### TO DO
From the first line to the last, repeat the data below exactly.

### SOURCE DATA
//! Liveness supervision.
//!
//! Every blocking wait in the node feeds the supervisor. The underlying reset
//! timer decides what happens when feeding stops for longer than its timeout;
//! on the host build that is a [`SoftwareWatchdog`] which cancels the node and
//! makes the process exit non-zero so the service manager restarts it.

use crate::config::WatchdogConfig;
use crate::error::{MeshError, Result};
use parking_lot::Mutex;
use std::sync::atomic::{AtomicBool, AtomicUsize, Ordering};
use std::sync::Arc;
use std::time::Duration;
use tokio::time::Instant;
use tokio_util::sync::CancellationToken;
use tracing::{debug, error, info};

/// A reset timer that restarts the device when it is not fed in time
pub trait ResetTimer: Send + Sync {
    fn feed(&self);
    fn timeout(&self) -> Duration;
}

/// Owned handle threaded through every wait loop
pub struct WatchdogSupervisor {
    timer: Arc<dyn ResetTimer>,
    feeds: u64,
    last_feed: Instant,
}

impl WatchdogSupervisor {
    pub fn new(timer: Arc<dyn ResetTimer>) -> Self {
        Self {
            timer,
            feeds: 0,
            last_feed: Instant::now(),
        }
    }

    /// Supervisor backed by a timer that never fires
    pub fn disabled() -> Self {
        Self::new(Arc::new(NoopTimer))
    }

    pub fn feed(&mut self) {
        self.timer.feed();
        self.feeds += 1;
        self.last_feed = Instant::now();
    }

    pub fn feed_count(&self) -> u64 {
        self.feeds
    }

    pub fn since_last_feed(&self) -> Duration {
        self.last_feed.elapsed()
    }

    pub fn timeout(&self) -> Duration {
        self.timer.timeout()
    }
}

struct NoopTimer;

impl ResetTimer for NoopTimer {
    fn feed(&self) {}

    fn timeout(&self) -> Duration {
        Duration::MAX
    }
}

/// Software reset timer monitored by a background task
///
/// On expiry the `reset` token is cancelled and [`SoftwareWatchdog::expired`]
/// turns true.
#[derive(Clone)]
pub struct SoftwareWatchdog {
    last_feed: Arc<Mutex<Instant>>,
    timeout: Duration,
    expired: Arc<AtomicBool>,
}

impl SoftwareWatchdog {
    pub fn new(timeout: Duration) -> Self {
        Self {
            last_feed: Arc::new(Mutex::new(Instant::now())),
            timeout,
            expired: Arc::new(AtomicBool::new(false)),
        }
    }

    /// Create and arm the watchdog from configuration
    pub fn start_from_config(
        config: &WatchdogConfig,
        reset: CancellationToken,
    ) -> Result<Self> {
        if config.timeout_ms == 0 {
            return Err(MeshError::fatal_init(
                "watchdog",
                "timeout must be greater than zero",
            ));
        }
        let watchdog = Self::new(config.timeout());
        watchdog.start(reset);
        Ok(watchdog)
    }

    /// Spawn the monitor task. It stops when `reset` is cancelled.
    pub fn start(&self, reset: CancellationToken) {
        let last_feed = Arc::clone(&self.last_feed);
        let expired = Arc::clone(&self.expired);
        let timeout = self.timeout;
        let check_period = (timeout / 4).max(Duration::from_millis(10));

        *self.last_feed.lock() = Instant::now();
        info!("Watchdog armed with {:?} timeout", timeout);

        tokio::spawn(async move {
            let mut ticker = tokio::time::interval(check_period);
            loop {
                tokio::select! {
                    _ = reset.cancelled() => {
                        debug!("Watchdog monitor stopping");
                        break;
                    }
                    _ = ticker.tick() => {
                        let starved_for = last_feed.lock().elapsed();
                        if starved_for > timeout {
                            error!(
                                "Watchdog starved for {:?} (timeout {:?}), resetting node",
                                starved_for, timeout
                            );
                            expired.store(true, Ordering::SeqCst);
                            reset.cancel();
                            break;
                        }
                    }
                }
            }
        });
    }

    pub fn expired(&self) -> bool {
        self.expired.load(Ordering::SeqCst)
    }
}

impl ResetTimer for SoftwareWatchdog {
    fn feed(&self) {
        *self.last_feed.lock() = Instant::now();
    }

    fn timeout(&self) -> Duration {
        self.timeout
    }
}

/// Reset timer that only counts feeds, for tests
#[derive(Clone, Default)]
pub struct CountingWatchdog {
    feeds: Arc<AtomicUsize>,
}

impl CountingWatchdog {
    pub fn new() -> Self {
        Self::default()
    }

    pub fn feeds(&self) -> usize {
        self.feeds.load(Ordering::SeqCst)
    }
}

impl ResetTimer for CountingWatchdog {
    fn feed(&self) {
        self.feeds.fetch_add(1, Ordering::SeqCst);
    }

    fn timeout(&self) -> Duration {
        Duration::from_secs(120)
    }
}

#[cfg(test)]
mod tests {
    use super::*;
    use tokio::time::sleep;

    #[tokio::test(start_paused = true)]
    async fn test_fed_watchdog_does_not_expire() {
        let reset = CancellationToken::new();
        let watchdog = SoftwareWatchdog::new(Duration::from_secs(1));
        watchdog.start(reset.clone());

        for _ in 0..10 {
            sleep(Duration::from_millis(500)).await;
            watchdog.feed();
        }

        assert!(!watchdog.expired());
        assert!(!reset.is_cancelled());
        reset.cancel();
    }

    #[tokio::test(start_paused = true)]
    async fn test_starved_watchdog_cancels_node() {
        let reset = CancellationToken::new();
        let watchdog = SoftwareWatchdog::new(Duration::from_secs(1));
        watchdog.start(reset.clone());

        sleep(Duration::from_secs(3)).await;

        assert!(watchdog.expired());
        assert!(reset.is_cancelled());
    }

    #[test]
    fn test_zero_timeout_is_fatal() {
        let config = WatchdogConfig {
            enabled: true,
            timeout_ms: 0,
        };
        let result = SoftwareWatchdog::start_from_config(&config, CancellationToken::new());
        assert!(matches!(result, Err(MeshError::FatalInit { .. })));
    }

    #[tokio::test(start_paused = true)]
    async fn test_supervisor_counts_feeds() {
        let counter = CountingWatchdog::new();
        let mut supervisor = WatchdogSupervisor::new(Arc::new(counter.clone()));

        sleep(Duration::from_secs(5)).await;
        assert_eq!(supervisor.since_last_feed(), Duration::from_secs(5));

        supervisor.feed();
        supervisor.feed();
        assert_eq!(supervisor.feed_count(), 2);
        assert_eq!(counter.feeds(), 2);
        assert_eq!(supervisor.since_last_feed(), Duration::ZERO);
    }
}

### THE COMPLETED TASK
//! Liveness supervision.
//!
//! Every blocking wait in the node feeds the supervisor. The underlying reset
//! timer decides what happens when feeding stops for longer than its timeout;
//! on the host build that is a [`SoftwareWatchdog`] which cancels the node and
//! makes the process exit non-zero so the service manager restarts it.

use crate::config::WatchdogConfig;
use crate::error::{MeshError, Result};
use parking_lot::Mutex;
use std::sync::atomic::{AtomicBool, AtomicUsize, Ordering};
use std::sync::Arc;
use std::time::Duration;
use tokio::time::Instant;
use tokio_util::sync::CancellationToken;
use tracing::{debug, error, info};

/// A reset timer that restarts the device when it is not fed in time
pub trait ResetTimer: Send + Sync {
    fn feed(&self);
    fn timeout(&self) -> Duration;
}

/// Owned handle threaded through every wait loop
pub struct WatchdogSupervisor {
    timer: Arc<dyn ResetTimer>,
    feeds: u64,
    last_feed: Instant,
}

impl WatchdogSupervisor {
    pub fn new(timer: Arc<dyn ResetTimer>) -> Self {
        Self {
            timer,
            feeds: 0,
            last_feed: Instant::now(),
        }
    }

    /// Supervisor backed by a timer that never fires
    pub fn disabled() -> Self {
        Self::new(Arc::new(NoopTimer))
    }

    pub fn feed(&mut self) {
        self.timer.feed();
        self.feeds += 1;
        self.last_feed = Instant::now();
    }

    pub fn feed_count(&self) -> u64 {
        self.feeds
    }

    pub fn since_last_feed(&self) -> Duration {
        self.last_feed.elapsed()
    }

    pub fn timeout(&self) -> Duration {
        self.timer.timeout()
    }
}

struct NoopTimer;

impl ResetTimer for NoopTimer {
    fn feed(&self) {}

    fn timeout(&self) -> Duration {
        Duration::MAX
    }
}

/// Software reset timer monitored by a background task
///
/// On expiry the `reset` token is cancelled and [`SoftwareWatchdog::expired`]
/// turns true.
#[derive(Clone)]
pub struct SoftwareWatchdog {
    last_feed: Arc<Mutex<Instant>>,
    timeout: Duration,
    expired: Arc<AtomicBool>,
}

impl SoftwareWatchdog {
    pub fn new(timeout: Duration) -> Self {
        Self {
            last_feed: Arc::new(Mutex::new(Instant::now())),
            timeout,
            expired: Arc::new(AtomicBool::new(false)),
        }
    }

    /// Create and arm the watchdog from configuration
    pub fn start_from_config(
        config: &WatchdogConfig,
        reset: CancellationToken,
    ) -> Result<Self> {
        if config.timeout_ms == 0 {
            return Err(MeshError::fatal_init(
                "watchdog",
                "timeout must be greater than zero",
            ));
        }
        let watchdog = Self::new(config.timeout());
        watchdog.start(reset);
        Ok(watchdog)
    }

    /// Spawn the monitor task. It stops when `reset` is cancelled.
    pub fn start(&self, reset: CancellationToken) {
        let last_feed = Arc::clone(&self.last_feed);
        let expired = Arc::clone(&self.expired);
        let timeout = self.timeout;
        let check_period = (timeout / 4).max(Duration::from_millis(10));

        *self.last_feed.lock() = Instant::now();
        info!("Watchdog armed with {:?} timeout", timeout);

        tokio::spawn(async move {
            let mut ticker = tokio::time::interval(check_period);
            loop {
                tokio::select! {
                    _ = reset.cancelled() => {
                        debug!("Watchdog monitor stopping");
                        break;
                    }
                    _ = ticker.tick() => {
                        let starved_for = last_feed.lock().elapsed();
                        if starved_for > timeout {
                            error!(
                                "Watchdog starved for {:?} (timeout {:?}), resetting node",
                                starved_for, timeout
                            );
                            expired.store(true, Ordering::SeqCst);
                            reset.cancel();
                            break;
                        }
                    }
                }
            }
        });
    }

    pub fn expired(&self) -> bool {
        self.expired.load(Ordering::SeqCst)
    }
}

impl ResetTimer for SoftwareWatchdog {
    fn feed(&self) {
        *self.last_feed.lock() = Instant::now();
    }

    fn timeout(&self) -> Duration {
        self.timeout
    }
}

/// Reset timer that only counts feeds, for tests
#[derive(Clone, Default)]
pub struct CountingWatchdog {
    feeds: Arc<AtomicUsize>,
}

impl CountingWatchdog {
    pub fn new() -> Self {
        Self::default()
    }

    pub fn feeds(&self) -> usize {
        self.feeds.load(Ordering::SeqCst)
    }
}

impl ResetTimer for CountingWatchdog {
    fn feed(&self) {
        self.feeds.fetch_add(1, Ordering::SeqCst);
    }

    fn timeout(&self) -> Duration {
        Duration::from_secs(120)
    }
}

#[cfg(test)]
mod tests {
    use super::*;
    use tokio::time::sleep;

    #[tokio::test(start_paused = true)]
    async fn test_fed_watchdog_does_not_expire() {
        let reset = CancellationToken::new();
        let watchdog = SoftwareWatchdog::new(Duration::from_secs(1));
        watchdog.start(reset.clone());

        for _ in 0..10 {
            sleep(Duration::from_millis(500)).await;
            watchdog.feed();
        }

        assert!(!watchdog.expired());
        assert!(!reset.is_cancelled());
        reset.cancel();
    }

    #[tokio::test(start_paused = true)]
    async fn test_starved_watchdog_cancels_node() {
        let reset = CancellationToken::new();
        let watchdog = SoftwareWatchdog::new(Duration::from_secs(1));
        watchdog.start(reset.clone());

        sleep(Duration::from_secs(3)).await;

        assert!(watchdog.expired());
        assert!(reset.is_cancelled());
    }

    #[test]
    fn test_zero_timeout_is_fatal() {
        let config = WatchdogConfig {
            enabled: true,
            timeout_ms: 0,
        };
        let result = SoftwareWatchdog::start_from_config(&config, CancellationToken::new());
        assert!(matches!(result, Err(MeshError::FatalInit { .. })));
    }

    #[tokio::test(start_paused = true)]
    async fn test_supervisor_counts_feeds() {
        let counter = CountingWatchdog::new();
        let mut supervisor = WatchdogSupervisor::new(Arc::new(counter.clone()));

        sleep(Duration::from_secs(5)).await;
        assert_eq!(supervisor.since_last_feed(), Duration::from_secs(5));

        supervisor.feed();
        supervisor.feed();
        assert_eq!(supervisor.feed_count(), 2);
        assert_eq!(counter.feeds(), 2);
        assert_eq!(supervisor.since_last_feed(), Duration::ZERO);
    }
}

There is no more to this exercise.